I will now tell you about a situation that happened recently to prove this point.

This past summer, our Casita was broken into. Between the damage and the theft, we experienced a pretty hefty loss. When we called to report this, we were impressed that a police officer and a detective came out. They took prints, swabbed for DNA, and took a thorough report. We were so happy that these people seemed to be all over this. We were very hopeful that they were going to find the thief and justice would be served. We really had no expectations of having our monetary loss replaced, but we were hopeful that we would take a thief off the streets and eliminate this happening to someone else.

Well, our optimism that anything would ever come of this investigation soon dwindled. I kept calling the detective, and she kept telling me she was busy with “higher priority” cases. I felt like I was taking the lead on this case instead of her department doing their job: I was the one who continually followed up. I emailed her all the information she asked for, and kept a log. In turn, she requested that my husband and I drive down to the station (45 minutes each way) for additional items they needed…instead of her coming to our home.
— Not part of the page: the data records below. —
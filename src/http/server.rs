use std::{
    fmt::Display,
    io::{self, Read},
    net::SocketAddr,
    sync::{
        Arc, Condvar, Mutex, MutexGuard, PoisonError,
        atomic::{AtomicBool, Ordering},
        mpsc::{self, Receiver, Sender, TryRecvError},
    },
    thread,
    time::Duration,
};

use log::{debug, error, info, warn};
use rouille::{Request, Response};
use thiserror::Error;

use crate::{
    config::HttpConfig,
    http::{api::Api, error::ApiError, signal::SignalWatcher},
};

/// How often the serving loop checks for a shutdown request
const POLL_INTERVAL: Duration = Duration::from_millis(50);

#[derive(Debug, Error)]
pub enum ServerError {
    #[error("failed to listen on {addr}: {reason}")]
    Bind { addr: String, reason: String },

    #[error("failed to accept connections: {0}")]
    Accept(#[source] io::Error),

    #[error("failed to watch for shutdown signals: {0}")]
    SignalWatcher(#[source] io::Error),

    #[error("{pending} request(s) still running {timeout:?} after shutdown began")]
    ShutdownTimeout { pending: usize, timeout: Duration },
}

#[derive(Debug, Clone, Copy, PartialEq, Eq)]
pub enum ShutdownReason {
    Signal(&'static str),
    Requested,
}

impl Display for ShutdownReason {
    fn fmt(&self, f: &mut std::fmt::Formatter<'_>) -> std::fmt::Result {
        match self {
            ShutdownReason::Signal(name) => write!(f, "{name}"),
            ShutdownReason::Requested => write!(f, "shutdown requested"),
        }
    }
}

/// Asks a running server to shut down gracefully, like a signal would
#[derive(Debug, Clone)]
pub struct ShutdownHandle(Sender<ShutdownReason>);

impl ShutdownHandle {
    pub(crate) fn new(sender: Sender<ShutdownReason>) -> Self {
        Self(sender)
    }

    pub fn shutdown(&self) {
        self.send(ShutdownReason::Requested);
    }

    pub(crate) fn send(&self, reason: ShutdownReason) {
        // a closed channel means the server has already stopped
        let _ = self.0.send(reason);
    }
}

/// HTTP server that is configured but not yet listening
pub struct HttpServer {
    api: Api,
    pub config: HttpConfig,
    shutdown_tx: Sender<ShutdownReason>,
    shutdown_rx: Receiver<ShutdownReason>,
}

impl HttpServer {
    pub fn new(api: Api, config: HttpConfig) -> Self {
        let (shutdown_tx, shutdown_rx) = mpsc::channel();
        Self {
            api,
            config,
            shutdown_tx,
            shutdown_rx,
        }
    }

    pub fn shutdown_handle(&self) -> ShutdownHandle {
        ShutdownHandle::new(self.shutdown_tx.clone())
    }

    /// Binds, serves and blocks until the server has shut down
    pub fn run(self) -> Result<(), ServerError> {
        self.bind()?.serve()
    }

    pub fn bind(self) -> Result<ListeningServer, ServerError> {
        let addr = self.config.addr();
        let bind_error = |reason: String| ServerError::Bind {
            addr: addr.clone(),
            reason,
        };

        let server = tiny_http::Server::http(&addr).map_err(|e| bind_error(e.to_string()))?;
        let local_addr = server
            .server_addr()
            .to_ip()
            .ok_or_else(|| bind_error("not an IP socket".to_string()))?;
        info!("HTTP server listening on http://{local_addr}");

        Ok(ListeningServer {
            server,
            local_addr,
            api: Arc::new(self.api),
            in_flight: Arc::new(InFlight::default()),
            shutdown_timeout: self.config.shutdown_timeout(),
            shutdown_tx: self.shutdown_tx,
            shutdown_rx: self.shutdown_rx,
        })
    }
}

/// HTTP server with a bound listener
pub struct ListeningServer {
    server: tiny_http::Server,
    local_addr: SocketAddr,
    api: Arc<Api>,
    in_flight: Arc<InFlight>,
    shutdown_timeout: Duration,
    shutdown_tx: Sender<ShutdownReason>,
    shutdown_rx: Receiver<ShutdownReason>,
}

impl ListeningServer {
    pub fn local_addr(&self) -> SocketAddr {
        self.local_addr
    }

    /// Serves requests until SIGINT, SIGTERM or a [`ShutdownHandle`] asks
    /// to stop, then waits for in-flight requests.
    ///
    /// Requests already queued when shutdown begins are still answered.
    /// Requests still running when the shutdown timeout elapses get no
    /// response: their connection is dropped and the server returns
    /// [`ServerError::ShutdownTimeout`]. A failing listener stops the
    /// server with [`ServerError::Accept`].
    pub fn serve(self) -> Result<(), ServerError> {
        let watcher = SignalWatcher::spawn(ShutdownHandle::new(self.shutdown_tx.clone()))
            .map_err(ServerError::SignalWatcher)?;

        let served = self.accept_until_shutdown(|timeout| self.server.recv_timeout(timeout));
        drop(watcher);

        let reason = match served {
            Ok(reason) => reason,
            Err(e) => {
                error!("HTTP listener failed: {e}");
                self.in_flight.close();
                return Err(e);
            }
        };

        while let Ok(Some(request)) = self.server.try_recv() {
            self.dispatch(request);
        }
        drop(self.server);

        info!(
            "shutting down ({reason}), waiting up to {:?} for {} in-flight request(s)",
            self.shutdown_timeout,
            self.in_flight.count()
        );
        let pending = self.in_flight.wait_idle(self.shutdown_timeout);

        if pending > 0 {
            self.in_flight.close();
            warn!("closing HTTP server with {pending} request(s) still running");
            return Err(ServerError::ShutdownTimeout {
                pending,
                timeout: self.shutdown_timeout,
            });
        }

        info!("HTTP server stopped");
        Ok(())
    }

    fn accept_until_shutdown<F>(&self, mut recv: F) -> Result<ShutdownReason, ServerError>
    where
        F: FnMut(Duration) -> io::Result<Option<tiny_http::Request>>,
    {
        loop {
            match recv(POLL_INTERVAL) {
                Ok(Some(request)) => self.dispatch(request),
                Ok(None) => {}
                Err(e) => return Err(ServerError::Accept(e)),
            }

            match self.shutdown_rx.try_recv() {
                Ok(reason) => return Ok(reason),
                Err(TryRecvError::Empty) => continue,
                // cannot happen while `shutdown_tx` is alive
                Err(TryRecvError::Disconnected) => return Ok(ShutdownReason::Requested),
            }
        }
    }

    /// Handles `request` on its own thread
    fn dispatch(&self, request: tiny_http::Request) {
        let api = Arc::clone(&self.api);
        let in_flight = Arc::clone(&self.in_flight);
        let guard = InFlight::enter(&in_flight);

        let spawned = thread::Builder::new()
            .name("http-request".to_string())
            .spawn(move || {
                let _guard = guard;
                respond(&api, &in_flight, request);
            });

        // the request is dropped with the closure, which answers it with a bare 500
        if let Err(e) = spawned {
            error!("failed to spawn request thread: {e}");
        }
    }
}

fn respond(api: &Api, in_flight: &Arc<InFlight>, mut request: tiny_http::Request) {
    let response = match to_rouille_request(&mut request) {
        Ok(req) => api.handle_request(&req),
        Err(e) => {
            warn!("failed to read request body of {} {}: {e}", request.method(), request.url());
            ApiError::Internal.into_response()
        }
    };

    if in_flight.is_closed() {
        warn!("dropping response to {} {} after shutdown timeout", request.method(), request.url());
        // taking the writer without writing leaves the client with no response
        drop(request.into_writer());
        return;
    }

    if let Err(e) = request.respond(to_tiny_response(response, in_flight)) {
        debug!("failed to write response: {e}");
    }
}

fn to_rouille_request(request: &mut tiny_http::Request) -> io::Result<Request> {
    let mut body = Vec::new();
    request.as_reader().read_to_end(&mut body)?;

    let headers = request
        .headers()
        .iter()
        .map(|h| (h.field.to_string(), h.value.as_str().to_string()))
        .collect();
    let remote_addr = request
        .remote_addr()
        .copied()
        .unwrap_or_else(|| SocketAddr::from(([0, 0, 0, 0], 0)));

    Ok(Request::fake_http_from(
        remote_addr,
        request.method().as_str(),
        request.url(),
        headers,
        body,
    ))
}

fn to_tiny_response(
    response: Response,
    in_flight: &Arc<InFlight>,
) -> tiny_http::Response<ClosableBody> {
    let (reader, size) = response.data.into_reader_and_size();
    let body = ClosableBody {
        inner: reader,
        in_flight: Arc::clone(in_flight),
    };
    let mut out = tiny_http::Response::empty(response.status_code).with_data(body, size);

    for (key, value) in response.headers {
        // tiny_http computes the length itself
        if key.eq_ignore_ascii_case("Content-Length") {
            continue;
        }
        match tiny_http::Header::from_bytes(key.as_bytes(), value.as_bytes()) {
            Ok(header) => out.add_header(header),
            Err(()) => warn!("dropping invalid response header {key}"),
        }
    }
    out
}

/// Counts requests that have not been answered yet
#[derive(Debug, Default)]
struct InFlight {
    count: Mutex<usize>,
    idle: Condvar,
    closed: AtomicBool,
}

impl InFlight {
    fn enter(this: &Arc<Self>) -> InFlightGuard {
        *this.lock() += 1;
        InFlightGuard(Arc::clone(this))
    }

    fn count(&self) -> usize {
        *self.lock()
    }

    /// Blocks until no request is in flight or `timeout` elapses; returns
    /// the number of requests still running.
    fn wait_idle(&self, timeout: Duration) -> usize {
        let (count, _) = self
            .idle
            .wait_timeout_while(self.lock(), timeout, |count| *count > 0)
            .unwrap_or_else(PoisonError::into_inner);
        *count
    }

    /// Makes every request still running give up on its response
    fn close(&self) {
        self.closed.store(true, Ordering::Release);
    }

    fn is_closed(&self) -> bool {
        self.closed.load(Ordering::Acquire)
    }

    // The counter is only ever incremented or decremented, so it stays
    // meaningful even if a thread panicked while holding the lock.
    fn lock(&self) -> MutexGuard<'_, usize> {
        self.count.lock().unwrap_or_else(PoisonError::into_inner)
    }
}

struct InFlightGuard(Arc<InFlight>);

impl Drop for InFlightGuard {
    fn drop(&mut self) {
        *self.0.lock() -= 1;
        self.0.idle.notify_all();
    }
}

/// Response body that stops the write once the server has been closed
struct ClosableBody {
    inner: Box<dyn Read + Send>,
    in_flight: Arc<InFlight>,
}

impl Read for ClosableBody {
    fn read(&mut self, buf: &mut [u8]) -> io::Result<usize> {
        if self.in_flight.is_closed() {
            return Err(io::Error::other("server closed"));
        }
        self.inner.read(buf)
    }
}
My patience with the Burglary Task Force’s lack of follow through lasted longer than my husband’s did. Five months after the break-in, the fingerprints that they collected were finally submitted. Why in the world did they not submit them that day? I was tired of being shoved to the back burner. I was tired of having to chase justice. I was fed up with being inconvenienced when we were the ones who were robbed. I felt like the justice system was a total joke. I was done being nice and waiting and hoping something would ever come of this…so I wrote a not-too-nice email to the head detective.

Guess what? Although the investigation was pretty much going nowhere…I was getting more flies with honey. After I sent the email, I never heard from the detective ever again. I figured that would be the case. My hopes of them ever following through and catching the guy was lost long before I wrote the email. So I felt like I had nothing to lose. But, this story does prove my point, in that I was at least getting my calls returned when I was being patient and sweet…and the minute I became bitter and sour, I’m sure the police report and our file ended up in the trash.

Have you ever been in a situation like this? Things are going well as long as you are being sweet and kind, but as soon as you reveal your frustrations, things make a turn for the worst? So are we supposed to continue to be sweet and patient while we are being taken advantage of? Are we supposed to voice our feelings, even if that means shooting ourselves in the foot? There has to be a balance of self respect and respect of others in all of this. We can’t sit back and politely be taken advantage of, and we can’t act sweetly fake to get what we want. What are your thoughts?

Take Action: This week and moving forward, let’s be sweet and kind. If we feel someone is not treating us well, let’s handle it with grace and use our words wisely instead of saying something mean out of frustration and anger. Let’s find the balance of setting healthy boundaries so we are not taken advantage of!

Because Together is Better,

Comments

  1. Deanna, this is so true. I think that the balance is the key. If you are able to step back, reassess and reframe before taking any steps it can be very helpful. If you can remove the emotion from the situation, put yourself in the shoes of the other party and use that as a tool to figure out your approach it not only gives you a fresh perspective but also stops your own emotion controlling your actions. I do love your closing statement too!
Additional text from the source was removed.